(Collected data)
======
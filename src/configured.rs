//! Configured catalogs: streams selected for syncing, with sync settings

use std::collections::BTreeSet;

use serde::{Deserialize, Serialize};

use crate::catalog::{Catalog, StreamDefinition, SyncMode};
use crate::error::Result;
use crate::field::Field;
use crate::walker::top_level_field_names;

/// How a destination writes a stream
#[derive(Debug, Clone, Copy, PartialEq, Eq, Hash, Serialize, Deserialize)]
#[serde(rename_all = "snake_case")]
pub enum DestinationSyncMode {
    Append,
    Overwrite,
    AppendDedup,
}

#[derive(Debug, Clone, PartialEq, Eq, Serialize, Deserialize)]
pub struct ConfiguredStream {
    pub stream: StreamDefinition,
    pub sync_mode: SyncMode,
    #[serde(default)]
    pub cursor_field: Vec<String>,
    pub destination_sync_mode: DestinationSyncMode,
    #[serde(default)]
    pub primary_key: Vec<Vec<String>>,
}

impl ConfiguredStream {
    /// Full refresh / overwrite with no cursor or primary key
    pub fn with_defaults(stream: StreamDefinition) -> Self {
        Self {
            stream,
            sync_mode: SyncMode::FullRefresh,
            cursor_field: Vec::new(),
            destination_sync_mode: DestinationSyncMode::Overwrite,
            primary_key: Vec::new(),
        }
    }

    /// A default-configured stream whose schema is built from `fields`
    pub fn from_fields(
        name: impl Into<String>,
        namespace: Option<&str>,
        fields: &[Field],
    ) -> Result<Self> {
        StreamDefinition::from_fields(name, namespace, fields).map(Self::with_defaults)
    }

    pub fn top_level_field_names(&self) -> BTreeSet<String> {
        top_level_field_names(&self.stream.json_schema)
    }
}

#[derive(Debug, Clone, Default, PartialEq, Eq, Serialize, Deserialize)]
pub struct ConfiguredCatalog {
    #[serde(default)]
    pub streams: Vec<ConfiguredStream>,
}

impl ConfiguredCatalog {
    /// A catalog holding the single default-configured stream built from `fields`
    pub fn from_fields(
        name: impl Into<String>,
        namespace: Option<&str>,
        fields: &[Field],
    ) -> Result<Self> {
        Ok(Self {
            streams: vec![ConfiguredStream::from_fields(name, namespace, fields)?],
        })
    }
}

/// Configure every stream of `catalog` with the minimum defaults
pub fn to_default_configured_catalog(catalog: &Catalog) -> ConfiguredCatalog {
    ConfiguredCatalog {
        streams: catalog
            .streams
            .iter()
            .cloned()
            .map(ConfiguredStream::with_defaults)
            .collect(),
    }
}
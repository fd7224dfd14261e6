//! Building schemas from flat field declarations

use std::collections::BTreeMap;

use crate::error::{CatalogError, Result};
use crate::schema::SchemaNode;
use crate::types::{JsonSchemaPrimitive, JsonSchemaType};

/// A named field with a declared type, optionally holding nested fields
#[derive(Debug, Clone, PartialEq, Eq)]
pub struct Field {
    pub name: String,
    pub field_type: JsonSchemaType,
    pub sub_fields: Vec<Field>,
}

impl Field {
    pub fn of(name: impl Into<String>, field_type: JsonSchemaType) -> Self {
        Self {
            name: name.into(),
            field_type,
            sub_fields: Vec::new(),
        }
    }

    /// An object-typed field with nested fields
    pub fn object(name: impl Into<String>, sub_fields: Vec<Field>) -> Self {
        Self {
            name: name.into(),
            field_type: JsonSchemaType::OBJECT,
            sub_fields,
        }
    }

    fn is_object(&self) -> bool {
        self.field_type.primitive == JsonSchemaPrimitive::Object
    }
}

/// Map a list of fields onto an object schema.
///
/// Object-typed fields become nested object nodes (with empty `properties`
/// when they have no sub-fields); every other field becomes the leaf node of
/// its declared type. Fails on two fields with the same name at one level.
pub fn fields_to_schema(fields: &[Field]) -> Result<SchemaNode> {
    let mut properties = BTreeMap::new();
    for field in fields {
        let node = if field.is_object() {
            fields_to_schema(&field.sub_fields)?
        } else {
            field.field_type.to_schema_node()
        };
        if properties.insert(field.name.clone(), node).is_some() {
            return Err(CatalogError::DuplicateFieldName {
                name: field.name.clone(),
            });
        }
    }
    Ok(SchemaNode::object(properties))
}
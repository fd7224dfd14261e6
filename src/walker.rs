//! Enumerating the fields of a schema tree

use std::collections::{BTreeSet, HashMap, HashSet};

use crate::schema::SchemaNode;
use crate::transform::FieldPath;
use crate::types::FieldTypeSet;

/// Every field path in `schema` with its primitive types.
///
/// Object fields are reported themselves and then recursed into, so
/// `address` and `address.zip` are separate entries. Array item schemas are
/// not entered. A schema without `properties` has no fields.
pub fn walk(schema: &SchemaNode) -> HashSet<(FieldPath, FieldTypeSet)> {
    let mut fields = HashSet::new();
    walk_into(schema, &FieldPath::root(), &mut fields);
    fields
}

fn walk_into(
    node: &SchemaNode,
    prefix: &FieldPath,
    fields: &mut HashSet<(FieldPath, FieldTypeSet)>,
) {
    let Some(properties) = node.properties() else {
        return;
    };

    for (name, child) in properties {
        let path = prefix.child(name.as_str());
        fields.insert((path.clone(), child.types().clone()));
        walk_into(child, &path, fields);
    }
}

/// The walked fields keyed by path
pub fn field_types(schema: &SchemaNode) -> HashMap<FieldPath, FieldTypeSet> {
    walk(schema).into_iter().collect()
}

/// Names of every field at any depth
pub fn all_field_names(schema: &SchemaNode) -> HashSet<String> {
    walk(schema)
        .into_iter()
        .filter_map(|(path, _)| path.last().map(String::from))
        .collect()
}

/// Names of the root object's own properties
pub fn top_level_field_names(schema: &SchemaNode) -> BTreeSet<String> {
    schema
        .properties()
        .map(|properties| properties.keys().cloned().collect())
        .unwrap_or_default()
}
======
EXERCISE GOAL: Transcribe every line of the records, keeping each one exact.

ANSWER BELOW:
filename src/configured.rs
//! Configured catalogs: streams selected for syncing, with sync settings

use std::collections::BTreeSet;

use serde::{Deserialize, Serialize};

use crate::catalog::{Catalog, StreamDefinition, SyncMode};
use crate::error::Result;
use crate::field::Field;
use crate::walker::top_level_field_names;

/// How a destination writes a stream
#[derive(Debug, Clone, Copy, PartialEq, Eq, Hash, Serialize, Deserialize)]
#[serde(rename_all = "snake_case")]
pub enum DestinationSyncMode {
    Append,
    Overwrite,
    AppendDedup,
}

#[derive(Debug, Clone, PartialEq, Eq, Serialize, Deserialize)]
pub struct ConfiguredStream {
    pub stream: StreamDefinition,
    pub sync_mode: SyncMode,
    #[serde(default)]
    pub cursor_field: Vec<String>,
    pub destination_sync_mode: DestinationSyncMode,
    #[serde(default)]
    pub primary_key: Vec<Vec<String>>,
}

impl ConfiguredStream {
    /// Full refresh / overwrite with no cursor or primary key
    pub fn with_defaults(stream: StreamDefinition) -> Self {
        Self {
            stream,
            sync_mode: SyncMode::FullRefresh,
            cursor_field: Vec::new(),
            destination_sync_mode: DestinationSyncMode::Overwrite,
            primary_key: Vec::new(),
        }
    }

    /// A default-configured stream whose schema is built from `fields`
    pub fn from_fields(
        name: impl Into<String>,
        namespace: Option<&str>,
        fields: &[Field],
    ) -> Result<Self> {
        StreamDefinition::from_fields(name, namespace, fields).map(Self::with_defaults)
    }

    pub fn top_level_field_names(&self) -> BTreeSet<String> {
        top_level_field_names(&self.stream.json_schema)
    }
}

#[derive(Debug, Clone, Default, PartialEq, Eq, Serialize, Deserialize)]
pub struct ConfiguredCatalog {
    #[serde(default)]
    pub streams: Vec<ConfiguredStream>,
}

impl ConfiguredCatalog {
    /// A catalog holding the single default-configured stream built from `fields`
    pub fn from_fields(
        name: impl Into<String>,
        namespace: Option<&str>,
        fields: &[Field],
    ) -> Result<Self> {
        Ok(Self {
            streams: vec![ConfiguredStream::from_fields(name, namespace, fields)?],
        })
    }
}

/// Configure every stream of `catalog` with the minimum defaults
pub fn to_default_configured_catalog(catalog: &Catalog) -> ConfiguredCatalog {
    ConfiguredCatalog {
        streams: catalog
            .streams
            .iter()
            .cloned()
            .map(ConfiguredStream::with_defaults)
            .collect(),
    }
}
repository fd7224dfd14261e6
//! Building schemas from flat field declarations

use std::collections::BTreeMap;

use crate::error::{CatalogError, Result};
use crate::schema::SchemaNode;
use crate::types::{JsonSchemaPrimitive, JsonSchemaType};

/// A named field with a declared type, optionally holding nested fields
#[derive(Debug, Clone, PartialEq, Eq)]
pub struct Field {
    pub name: String,
    pub field_type: JsonSchemaType,
    pub sub_fields: Vec<Field>,
}

impl Field {
    pub fn of(name: impl Into<String>, field_type: JsonSchemaType) -> Self {
        Self {
            name: name.into(),
            field_type,
            sub_fields: Vec::new(),
        }
    }

    /// An object-typed field with nested fields
    pub fn object(name: impl Into<String>, sub_fields: Vec<Field>) -> Self {
        Self {
            name: name.into(),
            field_type: JsonSchemaType::OBJECT,
            sub_fields,
        }
    }

    fn is_object(&self) -> bool {
        self.field_type.primitive == JsonSchemaPrimitive::Object
    }
}

/// Map a list of fields onto an object schema.
///
/// Object-typed fields become nested object nodes (with empty `properties`
/// when they have no sub-fields); every other field becomes the leaf node of
/// its declared type. Fails on two fields with the same name at one level.
pub fn fields_to_schema(fields: &[Field]) -> Result<SchemaNode> {
    let mut properties = BTreeMap::new();
    for field in fields {
        let node = if field.is_object() {
            fields_to_schema(&field.sub_fields)?
        } else {
            field.field_type.to_schema_node()
        };
        if properties.insert(field.name.clone(), node).is_some() {
            return Err(CatalogError::DuplicateFieldName {
                name: field.name.clone(),
            });
        }
    }
    Ok(SchemaNode::object(properties))
}
repository fd7224dfd14261e6
filename src/walker.rs
//! Enumerating the fields of a schema tree

use std::collections::{BTreeSet, HashMap, HashSet};

use crate::schema::SchemaNode;
use crate::transform::FieldPath;
use crate::types::FieldTypeSet;

/// Every field path in `schema` with its primitive types.
///
/// Object fields are reported themselves and then recursed into, so
/// `address` and `address.zip` are separate entries. Array item schemas are
/// not entered. A schema without `properties` has no fields.
pub fn walk(schema: &SchemaNode) -> HashSet<(FieldPath, FieldTypeSet)> {
    let mut fields = HashSet::new();
    walk_into(schema, &FieldPath::root(), &mut fields);
    fields
}

fn walk_into(
    node: &SchemaNode,
    prefix: &FieldPath,
    fields: &mut HashSet<(FieldPath, FieldTypeSet)>,
) {
    let Some(properties) = node.properties() else {
        return;
    };

    for (name, child) in properties {
        let path = prefix.child(name.as_str());
        fields.insert((path.clone(), child.types().clone()));
        walk_into(child, &path, fields);
    }
}

/// The walked fields keyed by path
pub fn field_types(schema: &SchemaNode) -> HashMap<FieldPath, FieldTypeSet> {
    walk(schema).into_iter().collect()
}

/// Names of every field at any depth
pub fn all_field_names(schema: &SchemaNode) -> HashSet<String> {
    walk(schema)
        .into_iter()
        .filter_map(|(path, _)| path.last().map(String::from))
        .collect()
}

/// Names of the root object's own properties
pub fn top_level_field_names(schema: &SchemaNode) -> BTreeSet<String> {
    schema
        .properties()
        .map(|properties| properties.keys().cloned().collect())
        .unwrap_or_default()
}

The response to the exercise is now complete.